Devil take it. He thought he’d closed the door so she couldn’t hear.
“What will happen if I’m not?” Aurora asked, her eyes boring straight through him. Her lower lip trembled and it took every last bit of effort he could muster not to end the conversation then and there by kissing her on that lovely lip and letting things lead where they may. That would be so much easier.
He couldn’t tell her. If he told her the truth, she’d leave him just to spite him. She’d go back to her father. Even though Quin had the right to drag her back to his side as her husband, how could he when he knew what a loathsome despot he was?
He wouldn’t tell her.
“Rotheby just wants me to produce an heir. Nothing else.”
The lie rang hollow between them.
She stared at him, through him, as though she were trying to see into his very soul. Then the tears that had been welling in her eyes finally spilled over, crashing down onto the bodice of her gown and darkening the fabric where they landed.
She didn’t believe his lie any more than he did.
~ * ~
Why couldn’t he tell her the blasted truth? No matter how many times Quin told her that Lord Rotheby meant nothing by that statement, that the earl merely wanted them to produce an heir before he died, Aurora knew there was something more.
And that something more could prove to be of dire import, now that she knew just how difficult it had been for her mother to produce any child at all, let alone a male heir.
What if she couldn’t have a child? What if she was barren? Could he divorce her for such a thing, or be granted an annulment? Aurora really ought to have paid more attention when her governess tried to explain these sorts of things to her. She’d always been too busy thinking about her next story to pay attention.

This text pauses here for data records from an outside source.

// This Source Code Form is subject to the terms of the Mozilla Public
// License, v. 2.0. If a copy of the MPL was not distributed with this
// file, You can obtain one at https://mozilla.org/MPL/2.0/.

//! Tolerance constants and the equality predicates built on them.
//!
//! Geometric equality is never tested with raw `==` on coordinates. Every
//! comparison goes through [`points_equal`] / [`vectors_parallel`] (or the
//! [`Tolerance`] methods when a caller carries custom settings).

use nalgebra::{Point2, Point3, Vector3};
use serde::{Deserialize, Serialize};

/// Distance below which two points are considered coincident.
pub const DISTANCE_TOLERANCE: f64 = 1e-7;

/// Angular tolerance, applied as `1 - |cos θ|` between two directions.
pub const ANGULAR_TOLERANCE: f64 = 1e-9;

/// Tolerance on curve and surface parameters.
pub const PARAMETRIC_TOLERANCE: f64 = 1e-9;

/// A set of tolerances used by the kernel's geometric predicates.
#[derive(Debug, Clone, Copy, PartialEq, Serialize, Deserialize)]
#[serde(default)]
pub struct Tolerance {
    pub distance: f64,
    pub angular: f64,
    pub parametric: f64,
}

impl Default for Tolerance {
    fn default() -> Self {
        Self {
            distance: DISTANCE_TOLERANCE,
            angular: ANGULAR_TOLERANCE,
            parametric: PARAMETRIC_TOLERANCE,
        }
    }
}

impl Tolerance {
    /// Returns `true` if `a` and `b` are within `distance` of each other.
    #[inline]
    pub fn points_equal(&self, a: &Point3<f64>, b: &Point3<f64>) -> bool {
        (a - b).norm_squared() <= self.distance * self.distance
    }

    /// 2D variant of [`Tolerance::points_equal`].
    #[inline]
    pub fn points_equal_2d(&self, a: &Point2<f64>, b: &Point2<f64>) -> bool {
        (a - b).norm_squared() <= self.distance * self.distance
    }

    /// Returns `true` if the two directions are parallel or anti-parallel.
    ///
    /// A vector shorter than the distance tolerance has no direction and is
    /// treated as parallel to everything.
    pub fn vectors_parallel(&self, a: &Vector3<f64>, b: &Vector3<f64>) -> bool {
        let la = a.norm();
        let lb = b.norm();
        if la <= self.distance || lb <= self.distance {
            return true;
        }
        let cos = a.dot(b) / (la * lb);
        cos.abs() >= 1.0 - self.angular
    }

    #[inline]
    pub fn params_equal(&self, a: f64, b: f64) -> bool {
        (a - b).abs() <= self.parametric
    }

    /// Returns `true` if `value` is indistinguishable from zero as a length.
    #[inline]
    pub fn is_zero_length(&self, value: f64) -> bool {
        value.abs() <= self.distance
    }
}

/// [`Tolerance::points_equal`] with the default tolerance.
#[inline]
pub fn points_equal(a: &Point3<f64>, b: &Point3<f64>) -> bool {
    Tolerance::default().points_equal(a, b)
}

/// [`Tolerance::points_equal_2d`] with the default tolerance.
#[inline]
pub fn points_equal_2d(a: &Point2<f64>, b: &Point2<f64>) -> bool {
    Tolerance::default().points_equal_2d(a, b)
}

/// [`Tolerance::vectors_parallel`] with the default tolerance.
#[inline]
pub fn vectors_parallel(a: &Vector3<f64>, b: &Vector3<f64>) -> bool {
    Tolerance::default().vectors_parallel(a, b)
}

#[cfg(test)]
mod tests {
    use super::*;

    #[test]
    fn coincident_points_within_tolerance() {
        let a = Point3::new(1.0, 2.0, 3.0);
        let b = Point3::new(1.0 + 5e-8, 2.0, 3.0);
        let c = Point3::new(1.0 + 2e-7, 2.0, 3.0);
        assert!(points_equal(&a, &b));
        assert!(!points_equal(&a, &c));
    }

    #[test]
    fn parallel_and_antiparallel() {
        let x = Vector3::new(1.0, 0.0, 0.0);
        assert!(vectors_parallel(&x, &Vector3::new(3.0, 0.0, 0.0)));
        assert!(vectors_parallel(&x, &Vector3::new(-2.0, 0.0, 0.0)));
        assert!(!vectors_parallel(&x, &Vector3::new(1.0, 1e-3, 0.0)));
    }

    #[test]
    fn zero_vector_is_parallel_to_anything() {
        assert!(vectors_parallel(
            &Vector3::zeros(),
            &Vector3::new(0.0, 1.0, 0.0)
        ));
    }

    #[test]
    fn custom_tolerance_is_respected() {
        let loose = Tolerance {
            distance: 1e-3,
            ..Tolerance::default()
        };
        let a = Point2::new(0.0, 0.0);
        let b = Point2::new(5e-4, 0.0);
        assert!(loose.points_equal_2d(&a, &b));
        assert!(!points_equal_2d(&a, &b));
    }
}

She needed to talk to Rebecca—alone, without her husband sitting by and listening in, and without the boring Lord Norcutt (whom she’d promised to stop being so harsh to) offering his advice where it hadn’t been asked for.

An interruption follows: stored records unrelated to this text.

// This Source Code Form is subject to the terms of the Mozilla Public
// License, v. 2.0. If a copy of the MPL was not distributed with this
// file, You can obtain one at https://mozilla.org/MPL/2.0/.

//! Boolean operations on solids.
//!
//! Both operands are tessellated, combined with BSP-tree CSG and the
//! resulting polygons are sewn back into a shell of planar faces. Curved
//! inputs therefore come back faceted at the requested resolution.

use brep_lite_geometry::{boolean_triangles, BooleanOp, Point3, Triangle3};
use brep_lite_topology::{SolidKey, TopologyArena, DEFAULT_SEGMENTS};
use tracing::debug;

use crate::error::{Error, Result};

/// Corners closer than this are merged when sewing CSG output.
const WELD_TOLERANCE: f64 = 1e-6;

/// Union of `a` and `b`.
pub fn fuse(arena: &mut TopologyArena, a: SolidKey, b: SolidKey) -> Result<SolidKey> {
    boolean(arena, a, b, BooleanOp::Union, DEFAULT_SEGMENTS)
}

/// `a` minus `b`.
pub fn cut(arena: &mut TopologyArena, a: SolidKey, b: SolidKey) -> Result<SolidKey> {
    boolean(arena, a, b, BooleanOp::Difference, DEFAULT_SEGMENTS)
}

/// Intersection of `a` and `b`.
pub fn common(arena: &mut TopologyArena, a: SolidKey, b: SolidKey) -> Result<SolidKey> {
    boolean(arena, a, b, BooleanOp::Intersection, DEFAULT_SEGMENTS)
}

/// Applies `op`, tessellating curved faces at `segments` per full turn.
///
/// Fails with [`Error::EmptyBooleanResult`] when nothing is left, such as
/// the intersection of disjoint solids.
pub fn boolean(
    arena: &mut TopologyArena,
    a: SolidKey,
    b: SolidKey,
    op: BooleanOp,
    segments: usize,
) -> Result<SolidKey> {
    let lhs = arena.solid_triangles(a, segments)?;
    let rhs = arena.solid_triangles(b, segments)?;
    let polygons = boolean_triangles(&lhs, &rhs, op);
    debug!(op = op.as_str(), lhs = lhs.len(), rhs = rhs.len(), polygons = polygons.len(), "boolean");
    sew_result(arena, &polygons, op)
}

/// Sews CSG output polygons into a new solid.
pub(crate) fn sew_result(
    arena: &mut TopologyArena,
    polygons: &[Vec<Point3<f64>>],
    op: BooleanOp,
) -> Result<SolidKey> {
    if polygons.is_empty() {
        return Err(Error::EmptyBooleanResult(op.as_str()));
    }
    let weld = WELD_TOLERANCE.max(arena.tolerance().distance);
    match arena.add_solid_by_sewing(polygons, weld) {
        Ok(solid) => Ok(solid),
        Err(brep_lite_topology::Error::EmptyShell) => Err(Error::EmptyBooleanResult(op.as_str())),
        Err(e) => Err(e.into()),
    }
}

/// Fans convex polygons into triangles.
pub(crate) fn fan_triangles(polygons: &[Vec<Point3<f64>>]) -> Vec<Triangle3> {
    polygons
        .iter()
        .flat_map(|p| (1..p.len().saturating_sub(1)).map(move |i| [p[0], p[i], p[i + 1]]))
        .collect()
}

All of that, however, would have to wait. She and Quin had finished their supper—a quiet affair, with neither in any hurry to speak to the other—and she’d bathed and dressed for bed. She fully intended to go to bed alone. In her own chamber. Far, far away from her deceitful husband.
Well, at least as far away from him as she could manage, with only the sitting room separating their chambers.
There was that niggling voice in the back of her mind, telling her that sleeping in her own bed would hardly work out, since she’d be awake the entire night thinking of all the delightful and sinful things she could be doing with her husband.
However, that voice was not speaking loud enough to be heard over the yelling at the forefront of her mind, reminding her of what a lying, manipulative nodcock he was, utterly devoid of any sort of morality or principles.
Her lady’s maid stood at the bed, turning down the counterpane and situating the pillows.
“I can manage from here, Rose. That will do.”
Rose bobbed a curtsy, before turning on her way.
Setting her candlestick aside, Aurora climbed into the bed and pulled the bedclothes over herself. She blew, extinguishing the flame.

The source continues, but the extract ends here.